I let the door swing shut behind me, and climbed up the stairs. We went up two flights and down a hallway before stopping at the last door on the left. She pulled her keys out of her coat pocket, and hesitated for a moment.

She took a deep breath and slid the key in, turning until it clicked. Her apartment was dark as we entered, and she threw her keys on a small table next to the door.

“Hang on a sec.”

She left me by the door to turn on a lamp a few feet away.

The light revealed an apartment that was simple, bare, and lifeless. I followed her into a tiny living room crammed with a futon and a boxy-looking love seat. There were no pictures, no knickknacks, nothing that gave any insight into the tempting creature that had entered my life this morning and hijacked it completely.

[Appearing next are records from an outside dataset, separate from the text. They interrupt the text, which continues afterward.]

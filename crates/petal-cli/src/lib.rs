pub mod cli_args;

use std::collections::BTreeMap;
use std::fs;
use std::path::Path;

use anyhow::{bail, Context, Result};
use petal_api::{Settings, TemplateLoader, TplValue};
use petal_core::value_from_json;

use cli_args::{CheckArgs, RenderArgs};

pub fn run_render(args: &RenderArgs) -> Result<String> {
    let mut settings = Settings::from_env();
    settings.strict |= args.strict;
    settings.trim_attribute_space |= args.trim_attribute_space;
    if args.no_cache {
        settings.cache_directory = None;
    }
    settings.search_path = search_path_for(&args.template, &args.search_path);

    let variables = match &args.data {
        Some(path) => load_variables(path)?,
        None => BTreeMap::new(),
    };

    let loader = TemplateLoader::new(settings);
    let template = loader
        .load(&args.template)
        .with_context(|| format!("failed to load {}", args.template.display()))?;
    let output = template
        .render(&variables, BTreeMap::new())
        .with_context(|| format!("failed to render {}", args.template.display()))?;
    Ok(output)
}

pub fn run_check(args: &CheckArgs) -> Result<()> {
    let mut settings = Settings::from_env();
    settings.strict |= args.strict;
    settings.cache_directory = None;
    settings.search_path = search_path_for(&args.template, &[]);

    let loader = TemplateLoader::new(settings);
    let template = loader
        .load(&args.template)
        .with_context(|| format!("failed to load {}", args.template.display()))?;
    template
        .macros()
        .with_context(|| format!("compile failed for {}", args.template.display()))?;
    Ok(())
}

fn search_path_for(template: &Path, extra: &[std::path::PathBuf]) -> Vec<std::path::PathBuf> {
    let mut out = Vec::new();
    if let Some(parent) = template.parent() {
        if !parent.as_os_str().is_empty() {
            out.push(parent.to_path_buf());
        }
    }
    out.extend(extra.iter().cloned());
    out
}

fn load_variables(path: &Path) -> Result<BTreeMap<String, TplValue>> {
    let text = fs::read_to_string(path)
        .with_context(|| format!("failed to read {}", path.display()))?;
    let json: serde_json::Value = serde_json::from_str(&text)
        .with_context(|| format!("invalid JSON in {}", path.display()))?;
    match value_from_json(json) {
        TplValue::Map(map) => Ok(map),
        other => bail!(
            "{} must hold a JSON object at the top level, got {}",
            path.display(),
            other.type_name()
        ),
    }
}

#[cfg(test)]
mod tests {
    use super::*;
    use std::path::PathBuf;

    fn write(dir: &Path, name: &str, content: &str) -> PathBuf {
        let path = dir.join(name);
        fs::write(&path, content).expect("write fixture");
        path
    }

    #[test]
    fn render_produces_template_output() {
        let dir = tempfile::tempdir().expect("tempdir");
        let template = write(
            dir.path(),
            "page.pt",
            r#"<p tal:content="name">x</p>"#,
        );
        let data = write(dir.path(), "vars.json", r#"{"name": "World"}"#);

        let args = RenderArgs {
            template,
            data: Some(data),
            search_path: Vec::new(),
            strict: false,
            trim_attribute_space: false,
            no_cache: true,
            output: None,
        };
        let output = run_render(&args).expect("render should pass");
        assert_eq!(output, "<p>World</p>");
    }

    #[test]
    fn render_rejects_non_object_data() {
        let dir = tempfile::tempdir().expect("tempdir");
        let template = write(dir.path(), "page.pt", "<p>static</p>");
        let data = write(dir.path(), "vars.json", "[1, 2]");
        let args = RenderArgs {
            template,
            data: Some(data),
            search_path: Vec::new(),
            strict: false,
            trim_attribute_space: false,
            no_cache: true,
            output: None,
        };
        assert!(run_render(&args).is_err());
    }

    #[test]
    fn check_reports_compile_errors() {
        let dir = tempfile::tempdir().expect("tempdir");
        let good = write(dir.path(), "good.pt", "<p>fine</p>");
        assert!(run_check(&CheckArgs {
            template: good,
            strict: false,
        })
        .is_ok());

        let bad = write(dir.path(), "bad.pt", r#"<p tal:bogus="x">y</p>"#);
        assert!(run_check(&CheckArgs {
            template: bad,
            strict: false,
        })
        .is_err());
    }

    #[test]
    fn render_resolves_load_paths_from_the_template_directory() {
        let dir = tempfile::tempdir().expect("tempdir");
        write(
            dir.path(),
            "layout.pt",
            r#"<div metal:define-macro="main"><i metal:define-slot="s">d</i></div>"#,
        );
        let page = write(
            dir.path(),
            "page.pt",
            concat!(
                r#"<x metal:use-macro="load: layout.pt">"#,
                r#"<b metal:fill-slot="s">filled</b></x>"#,
            ),
        );
        let args = RenderArgs {
            template: page,
            data: None,
            search_path: Vec::new(),
            strict: false,
            trim_attribute_space: false,
            no_cache: true,
            output: None,
        };
        let output = run_render(&args).expect("render should pass");
        assert_eq!(output, "<div><b>filled</b></div>");
    }
}
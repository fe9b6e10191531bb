use std::collections::BTreeMap;
use std::sync::OnceLock;

use petal_core::{Settings, SourceSpan, TemplateError};
use petal_parser::{AttributeNode, ElementNode};
use regex::Regex;

use crate::namespaces::{
    is_control_namespace, NamespaceEnv, I18N_NS, META_NS, METAL_NS, PETAL_NS, TAL_NS,
};

#[derive(Debug, Clone, Copy, PartialEq, Eq, PartialOrd, Ord)]
pub enum StatementKind {
    Define,
    Switch,
    Condition,
    Repeat,
    Case,
    Content,
    Replace,
    OmitTag,
    Attributes,
    OnError,
    DefineMacro,
    UseMacro,
    ExtendMacro,
    DefineSlot,
    FillSlot,
    I18nTranslate,
    I18nDomain,
    I18nContext,
    I18nSource,
    I18nTarget,
    I18nName,
    I18nAttributes,
    I18nData,
    MetaInterpolation,
}

/// One recognized control attribute, value not yet expression-parsed.
#[derive(Debug, Clone, PartialEq)]
pub struct Statement {
    pub kind: StatementKind,
    /// Raw attribute value; clause grammars split and entity-decode it.
    pub value: String,
    pub span: SourceSpan,
}

/// The result of the namespace filter on one element.
#[derive(Debug, Clone)]
pub struct BoundElement {
    pub statements: BTreeMap<StatementKind, Statement>,
    /// Attributes surviving into the output, source order preserved.
    pub passthrough: Vec<AttributeNode>,
    /// True when the element itself lives in a control namespace
    /// (e.g. `<tal:block>`): the tag is always omitted.
    pub control_element: bool,
}

fn tal_statement(local: &str) -> Option<StatementKind> {
    match local {
        "define" => Some(StatementKind::Define),
        "switch" => Some(StatementKind::Switch),
        "condition" => Some(StatementKind::Condition),
        "repeat" => Some(StatementKind::Repeat),
        "case" => Some(StatementKind::Case),
        "content" => Some(StatementKind::Content),
        "replace" => Some(StatementKind::Replace),
        "omit-tag" => Some(StatementKind::OmitTag),
        "attributes" => Some(StatementKind::Attributes),
        "on-error" => Some(StatementKind::OnError),
        _ => None,
    }
}

fn metal_statement(local: &str) -> Option<StatementKind> {
    match local {
        "define-macro" => Some(StatementKind::DefineMacro),
        "use-macro" => Some(StatementKind::UseMacro),
        "extend-macro" => Some(StatementKind::ExtendMacro),
        "define-slot" => Some(StatementKind::DefineSlot),
        "fill-slot" => Some(StatementKind::FillSlot),
        _ => None,
    }
}

fn i18n_statement(local: &str) -> Option<StatementKind> {
    match local {
        "translate" => Some(StatementKind::I18nTranslate),
        "domain" => Some(StatementKind::I18nDomain),
        "context" => Some(StatementKind::I18nContext),
        "source" => Some(StatementKind::I18nSource),
        "target" => Some(StatementKind::I18nTarget),
        "name" => Some(StatementKind::I18nName),
        "attributes" => Some(StatementKind::I18nAttributes),
        "data" => Some(StatementKind::I18nData),
        _ => None,
    }
}

fn statement_for(namespace: &str, local: &str) -> Option<StatementKind> {
    match namespace {
        TAL_NS | PETAL_NS => tal_statement(local),
        METAL_NS => metal_statement(local),
        I18N_NS => i18n_statement(local),
        META_NS => match local {
            "interpolation" => Some(StatementKind::MetaInterpolation),
            _ => None,
        },
        _ => None,
    }
}

/// Extract control attributes from an element, leaving the rest as
/// passthrough output attributes. `env` must already include the
/// element's own namespace declarations.
pub fn bind_element(
    element: &ElementNode,
    env: &NamespaceEnv,
    settings: &Settings,
) -> Result<BoundElement, TemplateError> {
    let mut statements = BTreeMap::new();
    let mut passthrough = Vec::new();

    let control_element = element
        .prefix()
        .and_then(|prefix| env.resolve(prefix))
        .map(is_control_namespace)
        .unwrap_or(false);

    for attribute in &element.attributes {
        // Declarations of control namespaces are stripped with their
        // attributes.
        if let Some(prefix) = attribute.name.strip_prefix("xmlns:") {
            let declared = attribute.decoded_value().unwrap_or_default();
            if is_control_namespace(&declared) {
                continue;
            }
            if settings.restricted_namespace && env.resolve(prefix) == Some(declared.as_str()) {
                return Err(TemplateError::language(
                    format!("Namespace \"{}\" is outside the recognised set.", declared),
                    attribute.span,
                ));
            }
            passthrough.push(attribute.clone());
            continue;
        }

        let resolved = resolve_attribute(attribute, env, settings);
        match resolved {
            ResolvedAttribute::Statement(namespace, local) => {
                match statement_for(namespace, &local) {
                    Some(kind) => {
                        let statement = Statement {
                            kind,
                            value: attribute.raw_value.clone().unwrap_or_default(),
                            span: attribute.span,
                        };
                        if statements.insert(kind, statement).is_some() {
                            return Err(TemplateError::language(
                                format!("Duplicate statement \"{}\".", attribute.name),
                                attribute.span,
                            ));
                        }
                    }
                    None => {
                        return Err(TemplateError::language(
                            format!("Unknown control attribute \"{}\".", attribute.name),
                            attribute.span,
                        ));
                    }
                }
            }
            ResolvedAttribute::Foreign => {
                if settings.strict || settings.restricted_namespace {
                    return Err(TemplateError::language(
                        format!(
                            "Attribute \"{}\" uses a namespace outside the recognised set.",
                            attribute.name
                        ),
                        attribute.span,
                    ));
                }
                passthrough.push(attribute.clone());
            }
            ResolvedAttribute::Plain => passthrough.push(attribute.clone()),
        }
    }

    if statements.contains_key(&StatementKind::Content)
        && statements.contains_key(&StatementKind::Replace)
    {
        return Err(TemplateError::language(
            "\"content\" and \"replace\" are mutually exclusive on one element.",
            element.span,
        ));
    }

    Ok(BoundElement {
        statements,
        passthrough,
        control_element,
    })
}

enum ResolvedAttribute<'a> {
    Statement(&'a str, String),
    Foreign,
    Plain,
}

fn resolve_attribute<'a>(
    attribute: &AttributeNode,
    env: &'a NamespaceEnv,
    settings: &Settings,
) -> ResolvedAttribute<'a> {
    if let Some((prefix, local)) = attribute.name.split_once(':') {
        if prefix == "xml" {
            return ResolvedAttribute::Plain;
        }
        return match env.resolve(prefix) {
            Some(uri) if is_control_namespace(uri) => {
                // Borrow the canonical constant, not the env entry.
                let canonical = canonical_namespace(uri);
                ResolvedAttribute::Statement(canonical, local.to_string())
            }
            Some(_) => ResolvedAttribute::Foreign,
            None => ResolvedAttribute::Foreign,
        };
    }

    if settings.enable_data_attributes {
        for (marker, namespace) in [
            ("data-tal-", TAL_NS),
            ("data-metal-", METAL_NS),
            ("data-i18n-", I18N_NS),
            ("data-meta-", META_NS),
        ] {
            if let Some(local) = attribute.name.strip_prefix(marker) {
                return ResolvedAttribute::Statement(namespace, local.to_string());
            }
        }
    }

    ResolvedAttribute::Plain
}

fn canonical_namespace(uri: &str) -> &'static str {
    match uri {
        TAL_NS => TAL_NS,
        METAL_NS => METAL_NS,
        I18N_NS => I18N_NS,
        META_NS => META_NS,
        _ => PETAL_NS,
    }
}

static ENTITY_RE: OnceLock<Regex> = OnceLock::new();
static DEFINE_RE: OnceLock<Regex> = OnceLock::new();
static SUBST_RE: OnceLock<Regex> = OnceLock::new();
static ATTR_RE: OnceLock<Regex> = OnceLock::new();

fn entity_re() -> &'static Regex {
    ENTITY_RE.get_or_init(|| {
        Regex::new(r"&(#?)(x?)([0-9]{1,5}|[0-9A-Za-z]{1,8});").expect("entity regex must compile")
    })
}

/// Split an attribute value into sub-statements at undoubled `;`.
/// `;;` is the literal semicolon, and the terminating semicolon of an
/// entity reference never splits.
pub fn split_clauses(value: &str) -> Vec<String> {
    // Shield entity semicolons by doubling them first, exactly like
    // the literal-semicolon escape.
    let mut shielded = String::with_capacity(value.len());
    let mut cursor = 0usize;
    for found in entity_re().find_iter(value) {
        shielded.push_str(&value[cursor..found.end()]);
        shielded.push(';');
        cursor = found.end();
    }
    shielded.push_str(&value[cursor..]);

    let protected = shielded.replace(";;", "\0");
    let mut parts: Vec<String> = protected
        .split(';')
        .map(|part| part.replace('\0', ";"))
        .collect();
    if parts.len() > 1 && parts.last().map(|part| part.trim().is_empty()) == Some(true) {
        parts.pop();
    }
    parts
}

/// A parsed `define` clause: scope qualifier, names, expression text.
#[derive(Debug, Clone, PartialEq)]
pub struct DefineClause {
    pub global: bool,
    pub names: Vec<String>,
    pub expression: String,
}

fn define_re() -> &'static Regex {
    DEFINE_RE.get_or_init(|| {
        Regex::new(
            r"(?s)^\s*(?:(global|local)\s+)?([A-Za-z_][-A-Za-z0-9_]*|\([A-Za-z_][-A-Za-z0-9_]*(?:\s*,\s*[A-Za-z_][-A-Za-z0-9_]*)*\))\s+(.*)$",
        )
        .expect("define regex must compile")
    })
}

pub fn parse_defines(value: &str, span: SourceSpan) -> Result<Vec<DefineClause>, TemplateError> {
    let mut out = Vec::new();
    for part in split_clauses(value) {
        if part.trim().is_empty() {
            continue;
        }
        let Some(captures) = define_re().captures(&part) else {
            return Err(TemplateError::language(
                format!("Invalid define clause: \"{}\".", part.trim()),
                span,
            ));
        };
        let global = captures.get(1).map(|m| m.as_str()) == Some("global");
        let name_group = captures.get(2).map(|m| m.as_str()).unwrap_or_default();
        let names = if let Some(stripped) = name_group
            .strip_prefix('(')
            .and_then(|inner| inner.strip_suffix(')'))
        {
            stripped
                .split(',')
                .map(|name| name.trim().to_string())
                .collect()
        } else {
            vec![name_group.to_string()]
        };
        let expression = captures
            .get(3)
            .map(|m| m.as_str().trim().to_string())
            .unwrap_or_default();
        if expression.is_empty() {
            return Err(TemplateError::language(
                format!("Define clause is missing an expression: \"{}\".", part.trim()),
                span,
            ));
        }
        out.push(DefineClause {
            global,
            names,
            expression,
        });
    }
    if out.is_empty() {
        return Err(TemplateError::language("Empty define statement.", span));
    }
    Ok(out)
}

/// A content/replace/on-error clause: substitution mode plus
/// expression text.
#[derive(Debug, Clone, PartialEq)]
pub struct SubstitutionClause {
    pub structure: bool,
    pub expression: String,
}

fn subst_re() -> &'static Regex {
    SUBST_RE.get_or_init(|| {
        Regex::new(r"(?s)^\s*(?:(text|structure)\s+)?(.*)$").expect("subst regex must compile")
    })
}

pub fn parse_substitution(
    value: &str,
    span: SourceSpan,
) -> Result<SubstitutionClause, TemplateError> {
    let Some(captures) = subst_re().captures(value) else {
        return Err(TemplateError::language(
            "Invalid content substitution syntax.",
            span,
        ));
    };
    let structure = captures.get(1).map(|m| m.as_str()) == Some("structure");
    let expression = captures
        .get(2)
        .map(|m| m.as_str().trim().to_string())
        .unwrap_or_default();
    if expression.is_empty() {
        return Err(TemplateError::language(
            "Empty substitution expression.",
            span,
        ));
    }
    Ok(SubstitutionClause {
        structure,
        expression,
    })
}

/// One `attributes` clause: attribute name (None for the dict splat
/// form) plus expression text.
fn attr_re() -> &'static Regex {
    ATTR_RE.get_or_init(|| {
        Regex::new(r#"(?s)^\s*([^\s{}'"]+)\s+([^\s].*)$"#).expect("attr regex must compile")
    })
}

pub fn parse_attribute_clauses(
    value: &str,
    span: SourceSpan,
) -> Result<Vec<(Option<String>, String)>, TemplateError> {
    let mut out = Vec::new();
    let mut seen = Vec::new();
    for part in split_clauses(value) {
        if part.trim().is_empty() {
            continue;
        }
        let (name, expression) = match attr_re().captures(&part) {
            Some(captures) => (
                Some(captures[1].to_string()),
                captures[2].trim().to_string(),
            ),
            None => (None, part.trim().to_string()),
        };
        if let Some(name) = &name {
            let folded = name.to_lowercase();
            if seen.contains(&folded) {
                return Err(TemplateError::language(
                    format!("Duplicate attribute name \"{}\" in attributes.", name),
                    span,
                ));
            }
            seen.push(folded);
        }
        out.push((name, expression));
    }
    Ok(out)
}

/// `i18n:attributes` clause list: attribute name plus optional msgid.
pub fn parse_i18n_attributes(
    value: &str,
    span: SourceSpan,
) -> Result<Vec<(String, Option<String>)>, TemplateError> {
    let mut out = Vec::new();
    for part in split_clauses(value) {
        let part = part.trim();
        if part.is_empty() {
            continue;
        }
        let mut words = part.split_whitespace();
        let Some(name) = words.next() else {
            continue;
        };
        let msgid = words.next().map(|word| word.to_string());
        if words.next().is_some() {
            return Err(TemplateError::language(
                format!("Invalid i18n attributes clause: \"{}\".", part),
                span,
            ));
        }
        out.push((name.to_string(), msgid));
    }
    Ok(out)
}
impl IndexBuilder {
    /// Create a builder for a header with `n_references` references.
    pub fn new(n_references: usize) -> Self {
        IndexBuilder {
            references: (0..n_references).map(|_| ReferenceBuilder::default()).collect(),
            last: None,
            seen_unplaced: false,
            n_no_coor: 0,
        }
    }

    /// Add one record located at `[start, end)` in the BGZF stream.
    ///
    /// # Errors
    ///
    /// `InvalidIndex` if the record is out of coordinate order or names a
    /// reference the header does not have.
    pub fn add_record(
        &mut self,
        record: &Record,
        start: VirtualOffset,
        end: VirtualOffset,
    ) -> Result<()> {
        let (reference_id, position) = match (record.reference_id, record.position) {
            (Some(id), Some(pos)) => (id, pos as u64),
            _ => {
                self.seen_unplaced = true;
                self.n_no_coor += 1;
                return Ok(());
            }
        };

        if self.seen_unplaced {
            return Err(Error::InvalidIndex(format!(
                "record {} is placed after unplaced records; BAM is not coordinate-sorted",
                record.name
            )));
        }
        if let Some(last) = self.last {
            if (reference_id, position) < last {
                return Err(Error::InvalidIndex(format!(
                    "record {} at {}:{} follows {}:{}; BAM is not coordinate-sorted",
                    record.name, reference_id, position, last.0, last.1
                )));
            }
        }
        let count = self.references.len();
        let reference = self.references.get_mut(reference_id).ok_or_else(|| {
            Error::InvalidIndex(format!(
                "record {} names reference {} but the header has {}",
                record.name, reference_id, count
            ))
        })?;

        let end_pos = record
            .reference_end()
            .map_or(position + 1, |end| end as u64)
            .min(MAX_COORDINATE);
        if position >= MAX_COORDINATE {
            return Err(Error::InvalidIndex(format!(
                "record {} at position {} is beyond the BAI coordinate limit",
                record.name, position
            )));
        }

        reference.add(record, position, end_pos, Chunk::new(start, end));
        self.last = Some((reference_id, position));
        Ok(())
    }

    /// Finish and return the index.
    pub fn build(self) -> BaiIndex {
        BaiIndex {
            references: self
                .references
                .into_iter()
                .map(ReferenceBuilder::finish)
                .collect(),
            n_no_coor: Some(self.n_no_coor),
        }
    }
}

/// Index every record readable from `reader`.
///
/// The reader must be positioned at the first record, i.e. freshly opened.
pub fn build_index<R: Read>(reader: &mut BamReader<R>) -> Result<BaiIndex> {
    let mut builder = IndexBuilder::new(reader.header().reference_count());
    let mut records = 0u64;

    loop {
        let start = reader.virtual_offset();
        let record = match reader.read_record()? {
            Some(record) => record,
            None => break,
        };
        let end = reader.virtual_offset();
        builder.add_record(&record, start, end)?;
        records += 1;
    }

    tracing::debug!(records, "built BAI index");
    Ok(builder.build())
}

“How long have you lived here?” I asked.

She laid her purse down beside the couch and said, “Almost two years in this apartment, but I’ve been in Philly twice that long.”

Then why did she live like she might pack up and leave any day? There was nothing but furniture here. The only thing I saw that was even the least bit personal was a guitar case propped up in a corner.

“Take a seat, and I’ll grab some bandages and stuff.”

She started shrugging off her coat, and then sucked in a sharp breath. Her arms dropped to her side, and her face scrunched up in pain. I leapt to my feet. Her eyes were clamped shut and her teeth dug into her bottom lip.

“What is it, Max? What’s wrong?”

She whimpered slightly, and turned her back to me. She held her arms out to me like she wanted me to remove her coat. I took a hold of her collar, and started to pull.

“Ah,” she whined.

The lining of her coat was wet with blood and leeched to her back.